Isolate every line in the data with the string "insert" and copy it.
(Material provided Opens)
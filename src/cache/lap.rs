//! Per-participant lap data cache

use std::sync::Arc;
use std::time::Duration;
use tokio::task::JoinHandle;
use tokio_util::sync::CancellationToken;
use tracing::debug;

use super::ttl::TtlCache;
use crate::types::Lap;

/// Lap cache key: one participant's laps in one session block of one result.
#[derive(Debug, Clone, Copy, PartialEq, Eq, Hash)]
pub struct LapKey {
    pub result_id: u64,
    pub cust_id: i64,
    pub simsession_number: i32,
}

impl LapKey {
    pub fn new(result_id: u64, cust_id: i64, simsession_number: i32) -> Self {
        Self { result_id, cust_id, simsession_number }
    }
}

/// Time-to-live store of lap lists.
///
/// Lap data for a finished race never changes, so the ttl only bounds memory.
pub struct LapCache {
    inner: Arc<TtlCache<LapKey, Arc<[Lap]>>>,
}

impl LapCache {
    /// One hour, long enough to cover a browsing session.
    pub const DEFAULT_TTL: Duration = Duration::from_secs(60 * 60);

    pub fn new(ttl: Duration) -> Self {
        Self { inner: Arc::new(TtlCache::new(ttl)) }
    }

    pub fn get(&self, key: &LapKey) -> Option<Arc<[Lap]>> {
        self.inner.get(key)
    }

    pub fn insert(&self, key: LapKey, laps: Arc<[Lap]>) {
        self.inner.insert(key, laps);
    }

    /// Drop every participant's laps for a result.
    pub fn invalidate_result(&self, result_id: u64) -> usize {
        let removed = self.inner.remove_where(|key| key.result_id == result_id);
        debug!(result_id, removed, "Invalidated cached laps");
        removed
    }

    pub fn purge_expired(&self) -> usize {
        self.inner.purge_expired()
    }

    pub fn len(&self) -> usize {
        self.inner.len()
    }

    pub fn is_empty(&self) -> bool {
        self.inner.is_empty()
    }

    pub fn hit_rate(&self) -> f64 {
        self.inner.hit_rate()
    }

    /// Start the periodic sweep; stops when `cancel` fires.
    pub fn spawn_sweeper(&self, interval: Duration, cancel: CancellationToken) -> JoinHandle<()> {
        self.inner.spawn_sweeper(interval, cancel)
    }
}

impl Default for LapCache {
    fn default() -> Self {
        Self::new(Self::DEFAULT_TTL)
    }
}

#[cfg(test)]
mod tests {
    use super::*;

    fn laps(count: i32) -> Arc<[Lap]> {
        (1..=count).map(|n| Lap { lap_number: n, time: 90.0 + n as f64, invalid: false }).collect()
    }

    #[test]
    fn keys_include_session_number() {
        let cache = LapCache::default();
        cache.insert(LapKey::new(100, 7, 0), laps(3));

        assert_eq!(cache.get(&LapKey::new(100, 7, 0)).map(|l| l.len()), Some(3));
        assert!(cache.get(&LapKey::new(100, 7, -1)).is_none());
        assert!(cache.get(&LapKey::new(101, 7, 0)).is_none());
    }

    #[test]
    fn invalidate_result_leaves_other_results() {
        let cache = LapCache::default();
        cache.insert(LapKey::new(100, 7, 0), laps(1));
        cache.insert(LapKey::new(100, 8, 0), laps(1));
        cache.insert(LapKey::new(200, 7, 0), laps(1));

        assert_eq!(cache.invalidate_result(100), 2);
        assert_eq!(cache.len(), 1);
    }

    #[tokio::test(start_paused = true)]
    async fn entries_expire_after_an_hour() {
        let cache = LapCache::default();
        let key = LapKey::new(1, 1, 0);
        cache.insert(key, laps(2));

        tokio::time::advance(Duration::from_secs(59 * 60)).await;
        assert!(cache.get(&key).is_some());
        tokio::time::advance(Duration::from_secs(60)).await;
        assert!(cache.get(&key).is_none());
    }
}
(Material provided Closes)
(Material provided Opens)
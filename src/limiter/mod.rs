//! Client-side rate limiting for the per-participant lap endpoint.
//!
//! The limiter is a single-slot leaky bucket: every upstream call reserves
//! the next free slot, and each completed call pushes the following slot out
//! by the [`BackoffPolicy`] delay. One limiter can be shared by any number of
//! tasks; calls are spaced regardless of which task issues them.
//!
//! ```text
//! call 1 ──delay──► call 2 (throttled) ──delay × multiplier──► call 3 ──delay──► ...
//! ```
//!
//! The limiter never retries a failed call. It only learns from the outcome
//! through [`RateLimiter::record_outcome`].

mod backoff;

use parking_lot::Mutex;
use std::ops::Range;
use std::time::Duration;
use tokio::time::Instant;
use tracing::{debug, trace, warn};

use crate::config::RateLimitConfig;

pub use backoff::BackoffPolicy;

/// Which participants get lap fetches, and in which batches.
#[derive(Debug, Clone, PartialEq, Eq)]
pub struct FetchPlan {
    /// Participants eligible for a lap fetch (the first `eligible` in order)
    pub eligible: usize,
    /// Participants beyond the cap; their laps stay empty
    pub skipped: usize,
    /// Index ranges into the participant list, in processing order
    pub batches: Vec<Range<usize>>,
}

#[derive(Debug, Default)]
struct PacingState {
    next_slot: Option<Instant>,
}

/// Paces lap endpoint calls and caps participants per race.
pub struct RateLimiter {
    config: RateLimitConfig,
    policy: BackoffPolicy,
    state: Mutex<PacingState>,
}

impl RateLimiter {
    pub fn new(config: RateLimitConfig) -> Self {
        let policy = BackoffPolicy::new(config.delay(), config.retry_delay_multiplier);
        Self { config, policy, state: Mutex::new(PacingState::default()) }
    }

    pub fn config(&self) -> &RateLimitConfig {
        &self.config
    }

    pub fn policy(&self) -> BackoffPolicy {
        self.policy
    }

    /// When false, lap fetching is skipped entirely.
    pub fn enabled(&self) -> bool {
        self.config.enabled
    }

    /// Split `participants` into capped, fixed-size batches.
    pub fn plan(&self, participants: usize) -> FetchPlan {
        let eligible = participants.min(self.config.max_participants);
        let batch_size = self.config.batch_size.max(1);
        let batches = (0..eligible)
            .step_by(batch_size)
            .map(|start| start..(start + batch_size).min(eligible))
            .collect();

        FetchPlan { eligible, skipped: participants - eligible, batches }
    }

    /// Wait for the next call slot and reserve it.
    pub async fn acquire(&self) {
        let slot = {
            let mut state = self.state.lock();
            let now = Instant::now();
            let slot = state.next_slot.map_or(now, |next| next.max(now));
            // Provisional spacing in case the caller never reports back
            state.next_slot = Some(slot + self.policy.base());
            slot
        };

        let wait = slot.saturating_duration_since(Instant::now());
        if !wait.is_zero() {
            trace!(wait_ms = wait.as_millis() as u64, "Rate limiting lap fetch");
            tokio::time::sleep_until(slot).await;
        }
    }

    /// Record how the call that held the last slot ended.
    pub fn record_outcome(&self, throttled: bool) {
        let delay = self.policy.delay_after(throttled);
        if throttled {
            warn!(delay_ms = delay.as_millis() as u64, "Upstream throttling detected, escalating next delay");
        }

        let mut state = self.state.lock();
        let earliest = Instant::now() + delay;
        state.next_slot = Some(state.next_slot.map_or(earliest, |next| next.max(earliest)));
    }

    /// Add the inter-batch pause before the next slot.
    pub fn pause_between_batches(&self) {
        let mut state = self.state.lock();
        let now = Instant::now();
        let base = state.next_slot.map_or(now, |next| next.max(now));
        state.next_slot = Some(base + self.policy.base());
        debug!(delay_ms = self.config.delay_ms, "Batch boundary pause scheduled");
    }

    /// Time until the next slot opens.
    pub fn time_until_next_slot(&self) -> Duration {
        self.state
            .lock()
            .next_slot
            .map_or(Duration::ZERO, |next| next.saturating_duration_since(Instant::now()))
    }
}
(Material provided Closes)
The answer:
    pub fn insert(&self, key: LapKey, laps: Arc<[Lap]>) {
        self.inner.insert(key, laps);
        cache.insert(LapKey::new(100, 7, 0), laps(3));
        cache.insert(LapKey::new(100, 7, 0), laps(1));
        cache.insert(LapKey::new(100, 8, 0), laps(1));
        cache.insert(LapKey::new(200, 7, 0), laps(1));
        cache.insert(key, laps(2));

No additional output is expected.